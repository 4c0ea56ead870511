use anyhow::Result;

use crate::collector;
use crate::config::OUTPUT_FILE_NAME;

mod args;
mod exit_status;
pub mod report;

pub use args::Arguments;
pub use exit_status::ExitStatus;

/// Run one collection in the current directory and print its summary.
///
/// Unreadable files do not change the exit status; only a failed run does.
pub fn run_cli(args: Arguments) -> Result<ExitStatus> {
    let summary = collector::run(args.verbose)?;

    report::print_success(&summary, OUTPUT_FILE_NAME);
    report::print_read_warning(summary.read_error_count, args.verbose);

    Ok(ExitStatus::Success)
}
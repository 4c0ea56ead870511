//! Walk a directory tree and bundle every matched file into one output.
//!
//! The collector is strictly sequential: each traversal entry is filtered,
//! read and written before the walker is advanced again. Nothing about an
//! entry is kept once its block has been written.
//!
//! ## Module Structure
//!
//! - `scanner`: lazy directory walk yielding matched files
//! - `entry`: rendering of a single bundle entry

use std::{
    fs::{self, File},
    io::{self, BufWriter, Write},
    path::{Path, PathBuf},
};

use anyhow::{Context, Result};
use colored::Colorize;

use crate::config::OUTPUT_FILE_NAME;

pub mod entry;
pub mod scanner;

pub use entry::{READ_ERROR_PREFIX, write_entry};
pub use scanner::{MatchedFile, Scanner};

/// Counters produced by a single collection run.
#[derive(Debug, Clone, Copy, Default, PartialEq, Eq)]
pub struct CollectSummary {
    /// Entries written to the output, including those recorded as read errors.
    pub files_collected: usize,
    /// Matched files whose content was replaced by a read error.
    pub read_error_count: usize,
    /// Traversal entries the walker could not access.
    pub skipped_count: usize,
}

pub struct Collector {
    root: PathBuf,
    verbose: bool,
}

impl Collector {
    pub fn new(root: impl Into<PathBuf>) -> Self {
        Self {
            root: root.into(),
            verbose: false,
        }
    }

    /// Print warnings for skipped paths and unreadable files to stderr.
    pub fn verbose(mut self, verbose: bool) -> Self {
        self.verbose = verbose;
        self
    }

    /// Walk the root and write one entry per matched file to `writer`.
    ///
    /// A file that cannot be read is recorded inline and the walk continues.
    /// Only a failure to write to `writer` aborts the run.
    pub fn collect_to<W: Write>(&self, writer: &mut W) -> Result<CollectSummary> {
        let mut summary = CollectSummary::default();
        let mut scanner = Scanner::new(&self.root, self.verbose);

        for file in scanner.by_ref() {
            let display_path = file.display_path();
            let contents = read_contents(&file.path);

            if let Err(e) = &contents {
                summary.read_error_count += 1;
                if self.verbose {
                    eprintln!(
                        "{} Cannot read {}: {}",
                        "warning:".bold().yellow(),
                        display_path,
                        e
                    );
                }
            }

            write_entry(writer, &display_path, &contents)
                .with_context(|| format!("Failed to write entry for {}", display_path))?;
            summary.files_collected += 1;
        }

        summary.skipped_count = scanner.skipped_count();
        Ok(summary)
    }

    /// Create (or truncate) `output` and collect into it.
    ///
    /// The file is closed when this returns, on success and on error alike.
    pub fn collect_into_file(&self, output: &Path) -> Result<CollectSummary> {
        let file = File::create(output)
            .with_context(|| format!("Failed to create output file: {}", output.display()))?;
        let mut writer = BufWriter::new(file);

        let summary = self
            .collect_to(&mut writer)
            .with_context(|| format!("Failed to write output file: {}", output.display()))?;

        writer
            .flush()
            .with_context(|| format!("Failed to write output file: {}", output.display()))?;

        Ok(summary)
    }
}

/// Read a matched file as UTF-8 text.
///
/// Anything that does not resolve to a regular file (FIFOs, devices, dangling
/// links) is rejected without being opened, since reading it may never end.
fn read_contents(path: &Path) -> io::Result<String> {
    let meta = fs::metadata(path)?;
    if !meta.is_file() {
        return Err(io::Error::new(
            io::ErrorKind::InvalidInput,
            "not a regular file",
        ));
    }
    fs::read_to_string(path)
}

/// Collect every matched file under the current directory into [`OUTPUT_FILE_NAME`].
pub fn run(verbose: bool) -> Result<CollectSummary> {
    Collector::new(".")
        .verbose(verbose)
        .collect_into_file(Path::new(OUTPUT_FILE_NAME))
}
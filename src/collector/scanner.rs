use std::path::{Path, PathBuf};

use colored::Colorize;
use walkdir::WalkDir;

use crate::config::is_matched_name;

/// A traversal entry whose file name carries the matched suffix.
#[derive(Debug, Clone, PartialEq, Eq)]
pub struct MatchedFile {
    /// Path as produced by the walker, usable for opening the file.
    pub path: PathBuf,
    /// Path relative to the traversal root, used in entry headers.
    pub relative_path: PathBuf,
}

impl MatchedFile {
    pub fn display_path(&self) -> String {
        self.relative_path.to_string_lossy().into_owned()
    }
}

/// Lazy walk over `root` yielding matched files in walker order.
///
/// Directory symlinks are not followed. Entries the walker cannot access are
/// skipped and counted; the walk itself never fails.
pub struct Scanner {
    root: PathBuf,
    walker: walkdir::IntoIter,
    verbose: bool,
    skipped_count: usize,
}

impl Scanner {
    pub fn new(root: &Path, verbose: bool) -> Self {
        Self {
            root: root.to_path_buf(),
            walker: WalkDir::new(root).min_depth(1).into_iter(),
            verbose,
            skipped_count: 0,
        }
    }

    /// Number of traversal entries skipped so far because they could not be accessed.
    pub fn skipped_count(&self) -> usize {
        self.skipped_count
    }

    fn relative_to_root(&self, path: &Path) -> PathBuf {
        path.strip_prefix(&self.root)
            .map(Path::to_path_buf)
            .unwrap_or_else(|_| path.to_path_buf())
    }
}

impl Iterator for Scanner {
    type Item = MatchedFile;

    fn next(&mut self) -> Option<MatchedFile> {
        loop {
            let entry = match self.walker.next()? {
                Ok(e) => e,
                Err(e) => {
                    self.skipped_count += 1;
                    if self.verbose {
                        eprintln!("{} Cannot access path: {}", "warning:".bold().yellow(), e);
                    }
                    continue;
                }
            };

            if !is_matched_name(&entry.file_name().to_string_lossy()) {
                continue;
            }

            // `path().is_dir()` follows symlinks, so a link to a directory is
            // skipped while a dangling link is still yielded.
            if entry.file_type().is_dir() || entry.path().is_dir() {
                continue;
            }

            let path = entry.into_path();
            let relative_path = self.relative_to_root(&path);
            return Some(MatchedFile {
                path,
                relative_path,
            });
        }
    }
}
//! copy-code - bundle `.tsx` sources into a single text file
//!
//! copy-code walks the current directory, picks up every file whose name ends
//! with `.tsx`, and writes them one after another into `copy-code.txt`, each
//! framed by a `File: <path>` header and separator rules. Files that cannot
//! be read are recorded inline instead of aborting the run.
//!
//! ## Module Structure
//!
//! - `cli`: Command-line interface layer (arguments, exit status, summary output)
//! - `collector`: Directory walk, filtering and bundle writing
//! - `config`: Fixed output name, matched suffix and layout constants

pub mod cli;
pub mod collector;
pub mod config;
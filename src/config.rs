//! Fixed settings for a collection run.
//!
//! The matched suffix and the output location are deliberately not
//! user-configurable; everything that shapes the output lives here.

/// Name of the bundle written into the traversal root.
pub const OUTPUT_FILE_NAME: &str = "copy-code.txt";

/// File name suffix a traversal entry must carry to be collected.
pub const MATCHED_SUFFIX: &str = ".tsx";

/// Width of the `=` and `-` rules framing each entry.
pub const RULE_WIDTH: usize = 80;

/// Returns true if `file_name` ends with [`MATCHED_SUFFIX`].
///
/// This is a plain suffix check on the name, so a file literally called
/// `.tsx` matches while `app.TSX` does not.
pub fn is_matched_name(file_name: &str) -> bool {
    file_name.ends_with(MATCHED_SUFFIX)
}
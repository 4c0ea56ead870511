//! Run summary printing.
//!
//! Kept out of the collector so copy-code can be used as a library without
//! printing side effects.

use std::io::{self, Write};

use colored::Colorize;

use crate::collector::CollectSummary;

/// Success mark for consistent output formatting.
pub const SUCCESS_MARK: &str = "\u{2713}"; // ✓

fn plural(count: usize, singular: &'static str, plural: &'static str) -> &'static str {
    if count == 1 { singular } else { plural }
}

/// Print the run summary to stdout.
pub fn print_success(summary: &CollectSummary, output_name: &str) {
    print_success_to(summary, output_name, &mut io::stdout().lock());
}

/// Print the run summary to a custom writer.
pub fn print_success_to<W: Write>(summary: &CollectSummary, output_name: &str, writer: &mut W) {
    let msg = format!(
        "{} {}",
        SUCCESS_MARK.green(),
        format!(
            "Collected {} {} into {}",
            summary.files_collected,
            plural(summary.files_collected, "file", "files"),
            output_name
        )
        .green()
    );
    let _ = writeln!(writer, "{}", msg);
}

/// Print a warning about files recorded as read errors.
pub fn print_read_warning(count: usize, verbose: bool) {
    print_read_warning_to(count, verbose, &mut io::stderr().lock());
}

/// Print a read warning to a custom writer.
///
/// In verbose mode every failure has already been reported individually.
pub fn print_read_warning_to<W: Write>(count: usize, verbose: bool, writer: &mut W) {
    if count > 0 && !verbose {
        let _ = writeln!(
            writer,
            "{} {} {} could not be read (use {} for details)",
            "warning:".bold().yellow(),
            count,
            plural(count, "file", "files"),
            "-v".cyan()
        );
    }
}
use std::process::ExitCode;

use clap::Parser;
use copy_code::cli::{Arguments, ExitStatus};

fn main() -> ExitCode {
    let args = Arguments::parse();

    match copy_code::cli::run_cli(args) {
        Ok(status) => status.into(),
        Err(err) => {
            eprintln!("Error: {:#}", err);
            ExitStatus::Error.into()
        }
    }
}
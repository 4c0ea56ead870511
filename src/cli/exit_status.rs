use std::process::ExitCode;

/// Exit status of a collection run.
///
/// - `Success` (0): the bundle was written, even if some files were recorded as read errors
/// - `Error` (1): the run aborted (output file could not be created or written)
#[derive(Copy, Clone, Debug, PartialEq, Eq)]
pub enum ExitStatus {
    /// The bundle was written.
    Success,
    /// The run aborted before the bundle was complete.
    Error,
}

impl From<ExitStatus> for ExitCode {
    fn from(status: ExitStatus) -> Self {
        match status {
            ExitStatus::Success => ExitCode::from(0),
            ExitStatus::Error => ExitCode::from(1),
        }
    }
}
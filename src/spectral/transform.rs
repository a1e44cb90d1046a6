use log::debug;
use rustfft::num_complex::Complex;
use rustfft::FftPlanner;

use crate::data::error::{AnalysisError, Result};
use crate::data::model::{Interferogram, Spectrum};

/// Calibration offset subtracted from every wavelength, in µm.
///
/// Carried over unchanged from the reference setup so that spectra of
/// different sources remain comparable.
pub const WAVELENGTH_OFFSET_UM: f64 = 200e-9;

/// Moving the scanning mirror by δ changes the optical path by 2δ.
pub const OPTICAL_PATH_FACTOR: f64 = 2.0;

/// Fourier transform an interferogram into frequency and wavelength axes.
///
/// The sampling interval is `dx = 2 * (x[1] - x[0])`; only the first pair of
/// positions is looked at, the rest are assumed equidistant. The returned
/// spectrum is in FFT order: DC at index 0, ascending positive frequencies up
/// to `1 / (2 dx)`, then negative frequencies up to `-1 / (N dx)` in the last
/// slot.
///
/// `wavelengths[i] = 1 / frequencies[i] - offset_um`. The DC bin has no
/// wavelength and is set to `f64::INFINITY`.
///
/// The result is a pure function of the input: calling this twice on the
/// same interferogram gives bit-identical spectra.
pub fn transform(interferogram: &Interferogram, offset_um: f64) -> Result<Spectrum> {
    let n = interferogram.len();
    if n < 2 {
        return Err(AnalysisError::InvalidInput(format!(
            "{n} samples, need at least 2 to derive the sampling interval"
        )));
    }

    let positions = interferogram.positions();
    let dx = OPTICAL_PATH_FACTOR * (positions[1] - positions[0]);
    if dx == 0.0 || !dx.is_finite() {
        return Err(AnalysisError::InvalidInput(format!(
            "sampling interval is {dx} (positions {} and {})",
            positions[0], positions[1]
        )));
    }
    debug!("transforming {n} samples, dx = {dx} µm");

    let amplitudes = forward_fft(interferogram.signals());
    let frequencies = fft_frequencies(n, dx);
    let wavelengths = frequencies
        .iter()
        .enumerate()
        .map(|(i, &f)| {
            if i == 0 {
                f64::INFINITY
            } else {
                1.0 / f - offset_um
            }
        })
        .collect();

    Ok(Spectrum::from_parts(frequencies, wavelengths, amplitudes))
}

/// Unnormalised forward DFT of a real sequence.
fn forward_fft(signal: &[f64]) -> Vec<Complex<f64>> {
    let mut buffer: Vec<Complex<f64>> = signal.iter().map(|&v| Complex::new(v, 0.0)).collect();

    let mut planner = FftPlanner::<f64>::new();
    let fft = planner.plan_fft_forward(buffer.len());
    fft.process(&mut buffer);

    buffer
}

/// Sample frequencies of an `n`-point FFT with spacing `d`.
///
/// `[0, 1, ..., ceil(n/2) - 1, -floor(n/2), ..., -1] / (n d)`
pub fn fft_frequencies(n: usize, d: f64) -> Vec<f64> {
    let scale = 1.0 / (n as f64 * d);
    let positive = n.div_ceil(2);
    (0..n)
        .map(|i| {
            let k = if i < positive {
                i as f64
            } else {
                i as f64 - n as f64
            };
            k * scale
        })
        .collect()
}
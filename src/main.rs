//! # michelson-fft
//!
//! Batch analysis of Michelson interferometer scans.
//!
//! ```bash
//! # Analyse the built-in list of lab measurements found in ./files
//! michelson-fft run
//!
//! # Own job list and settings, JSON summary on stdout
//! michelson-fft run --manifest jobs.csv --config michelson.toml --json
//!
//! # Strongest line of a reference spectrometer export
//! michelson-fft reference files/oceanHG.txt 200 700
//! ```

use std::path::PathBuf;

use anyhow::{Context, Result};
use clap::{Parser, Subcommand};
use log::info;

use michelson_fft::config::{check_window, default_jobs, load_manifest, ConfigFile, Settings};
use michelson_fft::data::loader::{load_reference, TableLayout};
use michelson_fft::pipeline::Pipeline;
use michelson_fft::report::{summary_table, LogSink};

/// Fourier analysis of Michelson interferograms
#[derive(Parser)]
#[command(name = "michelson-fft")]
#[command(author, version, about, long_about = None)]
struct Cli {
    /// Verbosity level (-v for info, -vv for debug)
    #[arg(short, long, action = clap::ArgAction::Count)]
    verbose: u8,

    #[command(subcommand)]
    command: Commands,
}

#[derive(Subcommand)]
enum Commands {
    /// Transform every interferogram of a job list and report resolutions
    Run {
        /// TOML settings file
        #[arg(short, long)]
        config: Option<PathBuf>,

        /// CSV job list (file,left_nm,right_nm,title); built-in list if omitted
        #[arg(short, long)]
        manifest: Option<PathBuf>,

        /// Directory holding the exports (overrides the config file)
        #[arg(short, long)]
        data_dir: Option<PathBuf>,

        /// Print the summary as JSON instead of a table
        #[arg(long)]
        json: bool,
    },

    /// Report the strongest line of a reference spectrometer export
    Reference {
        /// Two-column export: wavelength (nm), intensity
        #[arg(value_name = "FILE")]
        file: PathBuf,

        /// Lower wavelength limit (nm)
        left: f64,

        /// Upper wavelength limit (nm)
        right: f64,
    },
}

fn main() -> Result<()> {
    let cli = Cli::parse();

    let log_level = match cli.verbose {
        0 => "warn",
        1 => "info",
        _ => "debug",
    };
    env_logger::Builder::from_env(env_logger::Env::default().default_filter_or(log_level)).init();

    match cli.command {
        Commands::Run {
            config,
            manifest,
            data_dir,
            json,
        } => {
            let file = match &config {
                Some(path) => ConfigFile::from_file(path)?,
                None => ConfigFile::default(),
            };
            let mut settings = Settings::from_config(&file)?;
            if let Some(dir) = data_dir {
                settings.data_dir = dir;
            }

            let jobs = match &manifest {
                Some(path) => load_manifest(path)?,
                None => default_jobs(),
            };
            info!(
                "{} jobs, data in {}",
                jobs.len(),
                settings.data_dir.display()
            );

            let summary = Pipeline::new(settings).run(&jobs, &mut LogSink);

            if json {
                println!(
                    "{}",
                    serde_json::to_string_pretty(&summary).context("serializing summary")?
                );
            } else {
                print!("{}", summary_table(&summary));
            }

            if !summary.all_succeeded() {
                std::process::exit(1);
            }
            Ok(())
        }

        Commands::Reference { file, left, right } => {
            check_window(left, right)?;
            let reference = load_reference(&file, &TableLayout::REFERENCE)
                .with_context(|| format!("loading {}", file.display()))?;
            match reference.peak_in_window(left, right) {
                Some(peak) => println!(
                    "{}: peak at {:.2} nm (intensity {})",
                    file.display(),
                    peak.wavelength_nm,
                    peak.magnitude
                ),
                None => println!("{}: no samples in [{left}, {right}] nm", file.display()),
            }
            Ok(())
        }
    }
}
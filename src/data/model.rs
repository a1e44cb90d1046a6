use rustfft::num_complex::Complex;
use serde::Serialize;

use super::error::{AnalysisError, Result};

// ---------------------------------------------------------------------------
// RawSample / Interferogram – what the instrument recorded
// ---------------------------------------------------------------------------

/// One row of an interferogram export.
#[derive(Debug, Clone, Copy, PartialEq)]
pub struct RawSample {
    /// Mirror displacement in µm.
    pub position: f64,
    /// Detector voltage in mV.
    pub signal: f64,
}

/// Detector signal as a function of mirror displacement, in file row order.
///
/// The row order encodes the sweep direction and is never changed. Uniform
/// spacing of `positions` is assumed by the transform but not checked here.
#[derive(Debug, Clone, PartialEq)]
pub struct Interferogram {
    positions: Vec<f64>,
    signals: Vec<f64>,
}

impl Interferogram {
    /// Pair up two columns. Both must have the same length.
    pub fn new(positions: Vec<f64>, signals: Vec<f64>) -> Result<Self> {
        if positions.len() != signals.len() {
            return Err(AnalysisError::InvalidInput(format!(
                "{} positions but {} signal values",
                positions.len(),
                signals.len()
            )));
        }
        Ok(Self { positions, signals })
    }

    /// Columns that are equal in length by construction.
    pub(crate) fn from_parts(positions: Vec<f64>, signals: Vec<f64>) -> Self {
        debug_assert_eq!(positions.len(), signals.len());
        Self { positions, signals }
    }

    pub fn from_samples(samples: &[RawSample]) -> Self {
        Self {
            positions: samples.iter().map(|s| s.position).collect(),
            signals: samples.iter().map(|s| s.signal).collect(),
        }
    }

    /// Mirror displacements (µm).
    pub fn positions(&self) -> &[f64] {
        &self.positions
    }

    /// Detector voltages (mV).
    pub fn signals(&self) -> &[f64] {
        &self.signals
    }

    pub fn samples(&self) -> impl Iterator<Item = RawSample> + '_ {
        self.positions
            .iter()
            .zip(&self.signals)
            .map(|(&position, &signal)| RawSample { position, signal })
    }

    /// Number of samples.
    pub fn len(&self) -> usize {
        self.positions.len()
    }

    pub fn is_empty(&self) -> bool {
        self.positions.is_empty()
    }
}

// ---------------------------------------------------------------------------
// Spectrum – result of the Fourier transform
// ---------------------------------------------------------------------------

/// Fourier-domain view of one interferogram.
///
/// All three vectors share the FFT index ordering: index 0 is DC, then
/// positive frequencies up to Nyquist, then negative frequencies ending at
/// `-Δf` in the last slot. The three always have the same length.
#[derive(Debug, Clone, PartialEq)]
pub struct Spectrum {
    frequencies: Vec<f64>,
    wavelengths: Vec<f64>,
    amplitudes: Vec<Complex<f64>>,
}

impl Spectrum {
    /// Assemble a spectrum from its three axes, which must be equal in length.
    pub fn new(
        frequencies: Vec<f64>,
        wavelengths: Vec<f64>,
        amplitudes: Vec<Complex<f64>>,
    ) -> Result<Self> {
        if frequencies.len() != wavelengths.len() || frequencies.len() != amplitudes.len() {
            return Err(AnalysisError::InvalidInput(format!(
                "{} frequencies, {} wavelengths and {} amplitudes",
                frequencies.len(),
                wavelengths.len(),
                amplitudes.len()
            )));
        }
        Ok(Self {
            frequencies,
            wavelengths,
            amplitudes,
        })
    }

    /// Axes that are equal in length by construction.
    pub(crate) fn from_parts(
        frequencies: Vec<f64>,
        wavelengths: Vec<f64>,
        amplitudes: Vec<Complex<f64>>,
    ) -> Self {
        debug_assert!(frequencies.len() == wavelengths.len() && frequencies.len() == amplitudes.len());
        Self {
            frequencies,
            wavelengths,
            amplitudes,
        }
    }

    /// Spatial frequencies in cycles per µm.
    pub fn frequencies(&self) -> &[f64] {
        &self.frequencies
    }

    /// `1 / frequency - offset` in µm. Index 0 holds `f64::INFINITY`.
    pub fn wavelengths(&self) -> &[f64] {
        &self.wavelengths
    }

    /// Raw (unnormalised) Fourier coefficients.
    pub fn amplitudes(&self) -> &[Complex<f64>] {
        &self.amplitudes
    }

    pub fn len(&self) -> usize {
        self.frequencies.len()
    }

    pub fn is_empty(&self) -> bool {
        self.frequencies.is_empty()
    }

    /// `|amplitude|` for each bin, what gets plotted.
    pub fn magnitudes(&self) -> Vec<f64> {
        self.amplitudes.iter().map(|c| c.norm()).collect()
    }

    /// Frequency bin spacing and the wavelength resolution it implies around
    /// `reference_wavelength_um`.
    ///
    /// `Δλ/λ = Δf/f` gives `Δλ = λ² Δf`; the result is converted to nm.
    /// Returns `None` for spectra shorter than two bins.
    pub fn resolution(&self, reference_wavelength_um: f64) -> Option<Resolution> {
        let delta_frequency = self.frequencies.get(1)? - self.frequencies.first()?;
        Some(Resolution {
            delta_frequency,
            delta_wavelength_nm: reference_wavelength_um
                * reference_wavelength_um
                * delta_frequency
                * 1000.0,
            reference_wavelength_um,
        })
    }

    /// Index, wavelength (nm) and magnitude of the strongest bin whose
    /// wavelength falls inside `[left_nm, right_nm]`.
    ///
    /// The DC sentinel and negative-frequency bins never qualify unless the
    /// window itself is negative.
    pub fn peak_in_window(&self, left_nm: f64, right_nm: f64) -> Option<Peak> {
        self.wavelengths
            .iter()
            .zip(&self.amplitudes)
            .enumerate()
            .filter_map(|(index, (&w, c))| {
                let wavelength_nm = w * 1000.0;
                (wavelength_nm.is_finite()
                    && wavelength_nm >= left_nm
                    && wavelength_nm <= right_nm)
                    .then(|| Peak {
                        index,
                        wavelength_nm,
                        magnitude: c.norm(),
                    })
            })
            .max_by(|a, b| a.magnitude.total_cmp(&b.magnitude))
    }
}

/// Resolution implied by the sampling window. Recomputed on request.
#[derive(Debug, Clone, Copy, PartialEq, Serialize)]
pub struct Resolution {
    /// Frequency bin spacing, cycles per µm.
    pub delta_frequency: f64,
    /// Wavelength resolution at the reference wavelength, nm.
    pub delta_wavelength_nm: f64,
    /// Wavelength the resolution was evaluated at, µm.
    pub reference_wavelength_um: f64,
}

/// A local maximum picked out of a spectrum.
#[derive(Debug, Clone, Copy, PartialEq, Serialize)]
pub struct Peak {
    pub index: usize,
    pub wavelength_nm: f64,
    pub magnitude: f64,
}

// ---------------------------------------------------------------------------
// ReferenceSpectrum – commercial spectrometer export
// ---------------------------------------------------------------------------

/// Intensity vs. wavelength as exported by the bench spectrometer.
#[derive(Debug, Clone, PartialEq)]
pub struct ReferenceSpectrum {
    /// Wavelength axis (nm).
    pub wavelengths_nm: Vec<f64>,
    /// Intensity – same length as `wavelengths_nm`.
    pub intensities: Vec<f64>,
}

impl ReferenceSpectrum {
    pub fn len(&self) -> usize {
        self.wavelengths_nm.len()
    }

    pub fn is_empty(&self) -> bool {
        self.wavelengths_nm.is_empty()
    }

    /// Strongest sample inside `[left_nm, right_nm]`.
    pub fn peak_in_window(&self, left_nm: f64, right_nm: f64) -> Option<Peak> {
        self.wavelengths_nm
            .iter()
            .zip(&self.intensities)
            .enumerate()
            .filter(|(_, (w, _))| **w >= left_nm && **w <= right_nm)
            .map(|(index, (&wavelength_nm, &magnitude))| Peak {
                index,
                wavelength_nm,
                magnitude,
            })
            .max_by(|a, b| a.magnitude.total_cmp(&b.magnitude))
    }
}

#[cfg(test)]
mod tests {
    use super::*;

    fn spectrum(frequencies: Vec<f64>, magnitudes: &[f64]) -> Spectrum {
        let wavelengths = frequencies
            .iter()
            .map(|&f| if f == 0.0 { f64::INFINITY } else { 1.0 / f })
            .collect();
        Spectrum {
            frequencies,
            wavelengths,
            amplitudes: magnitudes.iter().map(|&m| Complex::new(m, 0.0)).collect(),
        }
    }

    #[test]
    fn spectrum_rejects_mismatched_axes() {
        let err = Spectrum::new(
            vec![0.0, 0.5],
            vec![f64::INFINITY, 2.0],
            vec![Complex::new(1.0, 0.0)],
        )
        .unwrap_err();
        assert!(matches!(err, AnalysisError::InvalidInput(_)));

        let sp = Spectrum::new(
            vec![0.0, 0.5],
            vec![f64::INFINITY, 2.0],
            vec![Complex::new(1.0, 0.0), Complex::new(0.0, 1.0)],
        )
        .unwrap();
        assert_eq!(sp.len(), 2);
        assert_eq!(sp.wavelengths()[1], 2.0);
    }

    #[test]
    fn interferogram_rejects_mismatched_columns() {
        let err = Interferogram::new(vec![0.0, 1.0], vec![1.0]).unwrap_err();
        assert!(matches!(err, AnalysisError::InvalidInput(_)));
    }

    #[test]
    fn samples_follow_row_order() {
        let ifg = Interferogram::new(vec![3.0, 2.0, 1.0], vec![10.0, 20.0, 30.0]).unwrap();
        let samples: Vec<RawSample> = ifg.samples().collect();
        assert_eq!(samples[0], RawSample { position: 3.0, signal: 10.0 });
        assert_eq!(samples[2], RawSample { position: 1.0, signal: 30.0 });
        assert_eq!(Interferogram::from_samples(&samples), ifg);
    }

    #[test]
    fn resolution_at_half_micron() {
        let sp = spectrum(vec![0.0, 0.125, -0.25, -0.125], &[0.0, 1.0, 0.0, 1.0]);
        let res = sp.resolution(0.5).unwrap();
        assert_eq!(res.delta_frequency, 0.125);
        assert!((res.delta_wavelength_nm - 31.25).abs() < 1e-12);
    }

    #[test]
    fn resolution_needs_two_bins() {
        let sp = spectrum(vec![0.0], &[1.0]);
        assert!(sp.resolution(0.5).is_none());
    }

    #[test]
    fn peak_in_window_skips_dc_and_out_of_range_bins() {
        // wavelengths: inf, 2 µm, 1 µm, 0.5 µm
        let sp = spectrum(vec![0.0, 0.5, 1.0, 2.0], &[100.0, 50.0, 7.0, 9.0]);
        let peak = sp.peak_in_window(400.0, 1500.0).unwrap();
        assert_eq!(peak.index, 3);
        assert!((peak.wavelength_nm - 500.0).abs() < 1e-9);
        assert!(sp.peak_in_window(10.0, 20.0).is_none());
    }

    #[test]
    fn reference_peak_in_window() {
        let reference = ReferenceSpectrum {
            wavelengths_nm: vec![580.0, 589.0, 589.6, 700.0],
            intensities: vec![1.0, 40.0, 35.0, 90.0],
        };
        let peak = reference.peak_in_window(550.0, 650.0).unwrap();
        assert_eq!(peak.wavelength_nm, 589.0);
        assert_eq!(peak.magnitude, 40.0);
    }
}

******

### What is being asked
Your answer must consist solely of the lines from the top of the entries above through the line containing "Ok(ExitStatus::Success)", copied exactly, both ends included.

### Response area
repository 4c0ea56ead870511
use anyhow::Result;

use crate::collector;
use crate::config::OUTPUT_FILE_NAME;

mod args;
mod exit_status;
pub mod report;

pub use args::Arguments;
pub use exit_status::ExitStatus;

/// Run one collection in the current directory and print its summary.
///
/// Unreadable files do not change the exit status; only a failed run does.
pub fn run_cli(args: Arguments) -> Result<ExitStatus> {
    let summary = collector::run(args.verbose)?;

    report::print_success(&summary, OUTPUT_FILE_NAME);
    report::print_read_warning(summary.read_error_count, args.verbose);

    Ok(ExitStatus::Success)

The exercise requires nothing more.